EXERCISE AIM: Where does the string "Resolves" occur in the entries below? Copy every line where it does.

***

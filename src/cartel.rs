//! `CartelMemState`: the per-cartel memory manager instance and its
//! syscall-shaped surface (`map`, `unmap`, `protect`, `remap`, ...).
//!
//! Each cartel owns its own region map, page-table tree, and swap engine
//! rather than sharing one kernel-wide address space, so these are
//! inherent methods on one instance instead of free functions over a
//! global. Every method here assumes the caller already holds this
//! cartel's lock; `CartelMemState` itself holds no lock of its own — the
//! host's syscall dispatcher is responsible for taking it before calling
//! in.

use alloc::collections::BTreeMap;
use alloc::vec::Vec;

use crate::collab::{BackingStore, FrameSource, GuestPhys, MemScheduler, PageShare, SwapDevice, TlbShootdown};
use crate::dump::{self, MmapDataPage, MmapHeader};
use crate::error::{MmError, MmResult};
use crate::fault::{self, FaultContext, FaultOutcome};
use crate::protect;
use crate::pshare;
use crate::ptable::{CanonicalTree, PrivateRoot};
use crate::pte::PteState;
use crate::region::{ClearedPte, RegionMap};
use crate::remap;
use crate::segment::DataSegment;
use crate::swap::{SwapEngine, SwapStats};
use crate::log_info;
use crate::types::{align_up, lpn_of, BackingKind, MapFlags, Prot, RegionId, RemapFlags, VirtAddr, PAGE_SIZE};

pub struct CartelMemState {
    pub id: u64,
    regions: RegionMap,
    tree: CanonicalTree,
    swap: SwapEngine,
    data_segment: DataSegment,
    private_roots: BTreeMap<u64, PrivateRoot>,
}

impl CartelMemState {
    pub fn new(id: u64) -> Self {
        CartelMemState {
            id,
            regions: RegionMap::new(),
            tree: CanonicalTree::new(),
            swap: SwapEngine::new(),
            data_segment: DataSegment::new(),
            private_roots: BTreeMap::new(),
        }
    }

    pub fn swap_stats(&self) -> SwapStats {
        self.swap.stats()
    }

    fn backing_kind_for(flags: MapFlags) -> BackingKind {
        if flags.contains(MapFlags::ANON) {
            BackingKind::Anonymous
        } else {
            BackingKind::FileBacked
        }
    }

    /// `mmap`: establishes a new mapping. `addr` is a hint (or a fixed
    /// address if `flags` contains `FIXED`); `length` in bytes.
    #[allow(clippy::too_many_arguments)]
    pub fn map(
        &mut self,
        sched: &dyn MemScheduler,
        world: u64,
        addr_hint: VirtAddr,
        length: u64,
        prot: Prot,
        flags: MapFlags,
        backing_handle: Option<u64>,
        backing_offset: u64,
        exec_flag: bool,
    ) -> MmResult<VirtAddr> {
        let backing = Self::backing_kind_for(flags);
        if backing == BackingKind::FileBacked && backing_handle.is_none() {
            return Err(MmError::BadParam);
        }
        let mut addr = addr_hint;
        let overwrite = flags.contains(MapFlags::FIXED);
        if !flags.contains(MapFlags::FIXED) {
            addr = 0;
        }
        self.regions.allocate_range(
            &mut self.tree,
            sched,
            world,
            &mut addr,
            overwrite,
            length,
            prot,
            backing,
            backing_handle,
            backing_offset,
            flags.contains(MapFlags::LOCKED),
            exec_flag,
        )?;
        log_info!("cartel {}: map {:#x}..{:#x}", self.id, addr, addr + align_up(length));
        Ok(addr)
    }

    /// Creates a guest-physical-backed mapping, used to expose a VMM
    /// leader's guest physical memory into this cartel's address space.
    pub fn setup_phys_mem_map(
        &mut self,
        sched: &dyn MemScheduler,
        world: u64,
        addr: VirtAddr,
        length: u64,
        vmm_leader: u64,
        guest_phys_offset: u64,
    ) -> MmResult<()> {
        let mut a = addr;
        self.regions.allocate_range(
            &mut self.tree,
            sched,
            world,
            &mut a,
            true,
            length,
            Prot::READ | Prot::WRITE,
            BackingKind::GuestPhysical,
            Some(vmm_leader),
            guest_phys_offset,
            false,
            false,
        )?;
        Ok(())
    }

    /// Creates a memory-test scratch mapping (uncounted against quota).
    pub fn memtest_map(&mut self, sched: &dyn MemScheduler, world: u64, addr: VirtAddr, length: u64) -> MmResult<()> {
        let mut a = addr;
        self.regions.allocate_range(
            &mut self.tree,
            sched,
            world,
            &mut a,
            true,
            length,
            Prot::READ | Prot::WRITE,
            BackingKind::MemTest,
            None,
            0,
            false,
            false,
        )?;
        Ok(())
    }

    /// `munmap`. Splits partial region boundaries, clears every PTE in
    /// range, releases shared/file/swap resources the cleared PTEs held,
    /// and frees the now-empty region slice(s).
    pub fn unmap(
        &mut self,
        sched: &dyn MemScheduler,
        world: u64,
        tlb: &dyn TlbShootdown,
        frames: &dyn FrameSource,
        share: &dyn PageShare,
        swap_dev: &dyn SwapDevice,
        addr: VirtAddr,
        length: u64,
    ) -> MmResult<()> {
        if length == 0 || addr % PAGE_SIZE as u64 != 0 {
            return Err(MmError::BadParam);
        }
        let end = addr + align_up(length);
        self.split_boundaries(addr, end)?;

        let affected: Vec<RegionId> =
            self.regions.iter().filter(|(_, r)| r.start >= addr && r.end() <= end).map(|(id, _)| id).collect();

        for id in affected {
            let (start, n_pages, category, pinned) = {
                let r = self.regions.get(id).unwrap();
                (r.start, r.n_pages(), r.category(), r.pinned)
            };
            let mut acc: Vec<ClearedPte> = Vec::new();
            self.regions.clear_range(&mut self.tree, &mut self.swap, lpn_of(start), n_pages, pinned, &mut acc)?;
            self.release_cleared(&acc, frames, share, swap_dev);
            sched.account(world, category, -(n_pages as i64));
            self.regions.destroy(id);
            tlb.invalidate_page(self.id, start);
        }
        tlb.flush_cartel(self.id);
        Ok(())
    }

    fn release_cleared(
        &self,
        acc: &[ClearedPte],
        frames: &dyn FrameSource,
        share: &dyn PageShare,
        swap_dev: &dyn SwapDevice,
    ) {
        for cleared in acc {
            match cleared.prev {
                PteState::Present { mpn, shared: true, .. } => pshare::drop_share_ref(frames, share, mpn),
                PteState::Present { mpn, shared: false, pinned, .. } => {
                    let _ = pinned;
                    frames.free_user_frame(mpn);
                }
                PteState::Swapped { slot, .. } => swap_dev.free_slot(slot),
                PteState::Swapping { mpn: Some(mpn), .. } => frames.free_user_frame(mpn),
                PteState::Swapping { mpn: None, .. } | PteState::InUse { .. } | PteState::Empty => {}
            }
        }
    }

    /// Splits any region straddling `addr` or `end` so every region either
    /// lies fully inside or fully outside `[addr, end)`.
    fn split_boundaries(&mut self, addr: VirtAddr, end: VirtAddr) -> MmResult<()> {
        if let Some(id) = self.regions.find_covering(addr) {
            let start = self.regions.get(id).unwrap().start;
            if start != addr {
                self.regions.split(id, addr)?;
            }
        }
        if let Some(id) = self.regions.find_covering(end.saturating_sub(1)) {
            let region_end = self.regions.get(id).unwrap().end();
            if region_end != end && end > self.regions.get(id).unwrap().start {
                self.regions.split(id, end)?;
            }
        }
        Ok(())
    }

    /// `mprotect`. Verifies every affected region against the protection
    /// manager's rules before mutating any of them, so a rejection (a
    /// `NONE` downgrade over a still-present page, or `WRITE` on a
    /// read-only file backing) leaves the whole range untouched rather
    /// than partially rewritten.
    pub fn protect(
        &mut self,
        tlb: &dyn TlbShootdown,
        backing: &dyn BackingStore,
        addr: VirtAddr,
        length: u64,
        new_prot: Prot,
    ) -> MmResult<()> {
        if length == 0 || addr % PAGE_SIZE as u64 != 0 {
            return Err(MmError::BadParam);
        }
        let end = addr + align_up(length);
        self.split_boundaries(addr, end)?;
        let affected: Vec<RegionId> =
            self.regions.iter().filter(|(_, r)| r.start >= addr && r.end() <= end).map(|(id, _)| id).collect();

        for &id in &affected {
            let r = self.regions.get(id).unwrap();
            protect::verify_protect_range(
                &self.tree, backing, lpn_of(r.start), r.n_pages(), new_prot, r.backing, r.backing_handle,
            )?;
        }

        for id in affected {
            let (start, n_pages) = {
                let r = self.regions.get(id).unwrap();
                (r.start, r.n_pages())
            };
            protect::protect_range(&mut self.tree, tlb, self.id, lpn_of(start), n_pages, new_prot)?;
            self.regions.get_mut(id).unwrap().prot = new_prot;
        }
        Ok(())
    }

    /// `mremap`.
    pub fn remap(
        &mut self,
        sched: &dyn MemScheduler,
        tlb: &dyn TlbShootdown,
        world: u64,
        old_addr: VirtAddr,
        old_length: u64,
        new_length: u64,
        flags: RemapFlags,
    ) -> MmResult<VirtAddr> {
        remap::remap(
            &mut self.regions, &mut self.tree, &mut self.swap, sched, tlb, self.id, world, old_addr,
            old_length, new_length, flags,
        )
    }

    pub fn set_data_start(&mut self, addr: VirtAddr) -> MmResult<()> {
        self.data_segment.set_data_start(addr)
    }

    pub fn get_data_start(&self) -> VirtAddr {
        self.data_segment.get_data_start()
    }

    pub fn get_data_end(&self) -> VirtAddr {
        self.data_segment.get_data_end()
    }

    pub fn set_data_end(&mut self, sched: &dyn MemScheduler, world: u64, new_end: VirtAddr) -> MmResult<()> {
        self.data_segment.set_data_end(&mut self.regions, &mut self.tree, &mut self.swap, sched, world, new_end)
    }

    /// Resolves a fault at `addr` for thread `thread_id`, materializing the
    /// thread's private page-table reference to the covering canonical
    /// table on the way: the first fault against a canonical table pulls
    /// it into the faulting thread's private root, so later faults in the
    /// same table don't need to look it up again.
    #[allow(clippy::too_many_arguments)]
    pub fn handle_map_fault(
        &mut self,
        frames: &dyn FrameSource,
        share: &dyn PageShare,
        swap_dev: &dyn SwapDevice,
        backing: &dyn BackingStore,
        guest: &dyn GuestPhys,
        sched: &dyn MemScheduler,
        tlb: &dyn TlbShootdown,
        thread_id: u64,
        world: u64,
        addr: VirtAddr,
        write_access: bool,
        node_hint: u32,
    ) -> FaultOutcome {
        let lpn = lpn_of(addr);
        if self.tree.canonical_page_table(lpn).is_err() {
            return FaultOutcome::Fatal(MmError::InvalidAddress);
        }
        let mut ctx = FaultContext {
            tree: &mut self.tree,
            regions: &self.regions,
            swap: &mut self.swap,
            frames,
            share,
            swap_device: swap_dev,
            backing,
            guest,
            sched,
            tlb,
            cartel_id: self.id,
            world,
        };
        let outcome = fault::handle_fault(&mut ctx, lpn, write_access, node_hint);
        let root = self.private_roots.entry(thread_id).or_default();
        let mut refcount = 0usize;
        let _ = root.lookup_page_table(&self.tree, lpn, &mut refcount);
        outcome
    }

    /// Resolves the physical frame currently backing `addr`, if any
    /// (`Present` only — demand-paged-out or never-touched pages have none
    /// to report).
    pub fn lookup_mpn(&self, addr: VirtAddr) -> MmResult<u64> {
        match self.tree.pte(lpn_of(addr)).decode() {
            PteState::Present { mpn, .. } => Ok(mpn),
            _ => Err(MmError::InvalidAddress),
        }
    }

    pub fn dump_mmap_headers(&self) -> Vec<MmapHeader> {
        dump::dump_mmap_headers(&self.regions)
    }

    pub fn dump_map_types(&self) -> Vec<BackingKind> {
        dump::dump_map_types(&self.regions)
    }

    pub fn dump_mmap_data(&self, frames: &dyn FrameSource) -> Vec<MmapDataPage> {
        dump::dump_mmap_data(&self.regions, &self.tree, frames)
    }

    /// Releases a thread's private page-table references. Must be called
    /// before the thread's control block is freed; the cartel itself
    /// cannot be torn down while any thread still has references
    /// outstanding.
    pub fn drop_thread(&mut self, thread_id: u64) {
        self.private_roots.remove(&thread_id);
    }

    pub fn outstanding_table_refs(&self) -> usize {
        self.private_roots.values().map(|r| r.refs_held()).sum()
    }
}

***

TASK ANSWER:
    /// Resolves a fault at `addr` for thread `thread_id`, materializing the
    /// Resolves the physical frame currently backing `addr`, if any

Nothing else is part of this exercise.